# [Exercise brief]
Show me each line of the listing below where the word "when" appears.

# [Excerpted data]
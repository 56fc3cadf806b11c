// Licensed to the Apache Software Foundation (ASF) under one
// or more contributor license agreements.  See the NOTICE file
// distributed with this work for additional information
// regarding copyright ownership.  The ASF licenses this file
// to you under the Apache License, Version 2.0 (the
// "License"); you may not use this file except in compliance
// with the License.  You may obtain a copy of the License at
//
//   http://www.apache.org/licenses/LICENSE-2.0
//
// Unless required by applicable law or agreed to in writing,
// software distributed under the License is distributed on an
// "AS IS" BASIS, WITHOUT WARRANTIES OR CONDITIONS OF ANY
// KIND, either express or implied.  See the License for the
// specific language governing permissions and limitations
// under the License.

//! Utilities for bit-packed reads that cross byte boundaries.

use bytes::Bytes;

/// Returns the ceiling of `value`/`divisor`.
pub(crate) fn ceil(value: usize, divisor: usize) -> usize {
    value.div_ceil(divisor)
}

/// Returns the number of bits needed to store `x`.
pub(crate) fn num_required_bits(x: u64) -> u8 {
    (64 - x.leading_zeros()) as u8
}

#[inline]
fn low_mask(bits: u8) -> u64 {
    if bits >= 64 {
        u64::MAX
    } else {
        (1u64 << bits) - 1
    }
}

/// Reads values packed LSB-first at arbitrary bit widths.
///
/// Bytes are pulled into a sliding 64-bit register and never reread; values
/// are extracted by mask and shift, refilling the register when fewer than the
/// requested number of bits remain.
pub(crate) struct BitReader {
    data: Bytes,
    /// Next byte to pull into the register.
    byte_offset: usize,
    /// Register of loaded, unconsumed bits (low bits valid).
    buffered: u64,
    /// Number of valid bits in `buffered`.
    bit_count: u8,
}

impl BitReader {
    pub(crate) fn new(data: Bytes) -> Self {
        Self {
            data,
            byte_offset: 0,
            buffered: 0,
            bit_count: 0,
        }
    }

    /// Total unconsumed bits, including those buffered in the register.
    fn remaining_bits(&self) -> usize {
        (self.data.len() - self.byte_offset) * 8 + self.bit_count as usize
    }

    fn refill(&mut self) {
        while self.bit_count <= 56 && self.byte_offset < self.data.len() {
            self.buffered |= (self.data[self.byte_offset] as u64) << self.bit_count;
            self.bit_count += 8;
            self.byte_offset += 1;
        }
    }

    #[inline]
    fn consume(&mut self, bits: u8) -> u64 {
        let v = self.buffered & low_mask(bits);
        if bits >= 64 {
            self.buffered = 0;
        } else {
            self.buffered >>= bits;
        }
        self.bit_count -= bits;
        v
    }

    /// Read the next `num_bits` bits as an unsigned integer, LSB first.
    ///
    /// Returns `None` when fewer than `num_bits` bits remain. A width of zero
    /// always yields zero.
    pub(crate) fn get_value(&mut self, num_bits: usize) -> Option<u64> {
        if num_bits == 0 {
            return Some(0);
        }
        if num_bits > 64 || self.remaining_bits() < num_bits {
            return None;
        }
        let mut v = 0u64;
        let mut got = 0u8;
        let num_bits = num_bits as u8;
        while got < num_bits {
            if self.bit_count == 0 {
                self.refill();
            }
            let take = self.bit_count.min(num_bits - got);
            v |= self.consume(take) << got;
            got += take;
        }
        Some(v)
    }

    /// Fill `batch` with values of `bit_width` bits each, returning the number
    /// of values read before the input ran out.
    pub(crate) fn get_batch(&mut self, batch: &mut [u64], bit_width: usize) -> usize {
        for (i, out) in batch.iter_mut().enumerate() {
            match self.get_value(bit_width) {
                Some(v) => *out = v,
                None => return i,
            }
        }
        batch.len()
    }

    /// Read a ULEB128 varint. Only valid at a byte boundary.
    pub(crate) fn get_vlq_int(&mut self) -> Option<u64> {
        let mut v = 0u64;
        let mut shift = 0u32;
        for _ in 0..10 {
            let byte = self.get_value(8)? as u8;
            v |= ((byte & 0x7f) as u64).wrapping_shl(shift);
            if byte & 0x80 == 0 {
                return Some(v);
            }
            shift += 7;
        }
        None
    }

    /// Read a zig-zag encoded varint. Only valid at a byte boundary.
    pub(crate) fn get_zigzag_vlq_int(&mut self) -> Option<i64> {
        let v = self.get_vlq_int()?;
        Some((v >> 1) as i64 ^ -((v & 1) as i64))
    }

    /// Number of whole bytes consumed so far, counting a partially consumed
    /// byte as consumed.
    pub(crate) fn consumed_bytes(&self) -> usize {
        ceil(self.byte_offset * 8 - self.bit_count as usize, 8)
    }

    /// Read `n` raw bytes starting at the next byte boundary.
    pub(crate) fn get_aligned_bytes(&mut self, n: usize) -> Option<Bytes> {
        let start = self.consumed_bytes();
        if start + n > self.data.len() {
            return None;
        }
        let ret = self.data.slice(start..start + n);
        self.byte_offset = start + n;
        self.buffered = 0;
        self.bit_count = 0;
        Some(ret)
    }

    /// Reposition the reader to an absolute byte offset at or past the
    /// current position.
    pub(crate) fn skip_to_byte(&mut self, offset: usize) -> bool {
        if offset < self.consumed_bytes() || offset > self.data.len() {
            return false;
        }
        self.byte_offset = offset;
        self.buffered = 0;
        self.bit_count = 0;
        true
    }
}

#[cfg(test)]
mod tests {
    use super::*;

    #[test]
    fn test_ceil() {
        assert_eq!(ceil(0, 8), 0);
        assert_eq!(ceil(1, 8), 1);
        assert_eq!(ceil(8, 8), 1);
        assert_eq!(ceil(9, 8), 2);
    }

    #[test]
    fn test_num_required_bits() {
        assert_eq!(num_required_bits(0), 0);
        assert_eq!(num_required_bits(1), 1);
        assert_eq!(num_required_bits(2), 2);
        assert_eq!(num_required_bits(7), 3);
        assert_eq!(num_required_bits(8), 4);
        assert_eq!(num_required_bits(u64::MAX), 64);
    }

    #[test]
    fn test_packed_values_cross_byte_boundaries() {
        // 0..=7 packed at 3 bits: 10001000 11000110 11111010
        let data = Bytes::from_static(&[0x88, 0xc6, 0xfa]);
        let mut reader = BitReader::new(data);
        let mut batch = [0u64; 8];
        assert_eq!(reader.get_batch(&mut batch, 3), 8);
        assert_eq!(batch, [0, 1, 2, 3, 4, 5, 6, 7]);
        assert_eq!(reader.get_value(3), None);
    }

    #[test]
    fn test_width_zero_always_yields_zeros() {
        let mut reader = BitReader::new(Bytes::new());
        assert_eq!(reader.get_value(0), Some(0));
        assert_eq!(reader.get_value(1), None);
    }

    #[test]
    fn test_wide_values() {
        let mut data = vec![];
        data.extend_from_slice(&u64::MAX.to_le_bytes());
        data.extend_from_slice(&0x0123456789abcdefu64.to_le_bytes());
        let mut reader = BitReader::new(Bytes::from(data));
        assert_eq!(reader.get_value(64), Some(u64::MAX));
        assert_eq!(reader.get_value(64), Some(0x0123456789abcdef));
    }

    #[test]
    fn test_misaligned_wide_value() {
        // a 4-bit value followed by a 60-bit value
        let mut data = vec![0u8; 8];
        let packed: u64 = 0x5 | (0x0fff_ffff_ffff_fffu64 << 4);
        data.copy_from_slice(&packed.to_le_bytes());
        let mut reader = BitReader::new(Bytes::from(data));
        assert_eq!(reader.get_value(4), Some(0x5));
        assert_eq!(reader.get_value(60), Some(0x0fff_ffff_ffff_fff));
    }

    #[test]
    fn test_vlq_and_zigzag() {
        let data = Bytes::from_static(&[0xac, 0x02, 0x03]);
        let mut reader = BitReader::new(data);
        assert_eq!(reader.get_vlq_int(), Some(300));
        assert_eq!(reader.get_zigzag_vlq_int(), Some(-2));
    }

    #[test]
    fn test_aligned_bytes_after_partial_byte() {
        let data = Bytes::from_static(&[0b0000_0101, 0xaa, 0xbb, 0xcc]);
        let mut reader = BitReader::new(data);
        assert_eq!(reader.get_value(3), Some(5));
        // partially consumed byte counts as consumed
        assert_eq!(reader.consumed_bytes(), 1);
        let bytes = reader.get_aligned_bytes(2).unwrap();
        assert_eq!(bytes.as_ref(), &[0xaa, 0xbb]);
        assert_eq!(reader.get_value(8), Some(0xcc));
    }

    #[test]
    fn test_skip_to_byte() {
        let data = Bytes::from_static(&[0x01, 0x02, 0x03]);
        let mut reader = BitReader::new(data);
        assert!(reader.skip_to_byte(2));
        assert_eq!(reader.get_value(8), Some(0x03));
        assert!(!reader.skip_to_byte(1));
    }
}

# [Solution to this problem]
/// are extracted by mask and shift, refilling the register when fewer than the
    /// Returns `None` when fewer than `num_bits` bits remain. A width of zero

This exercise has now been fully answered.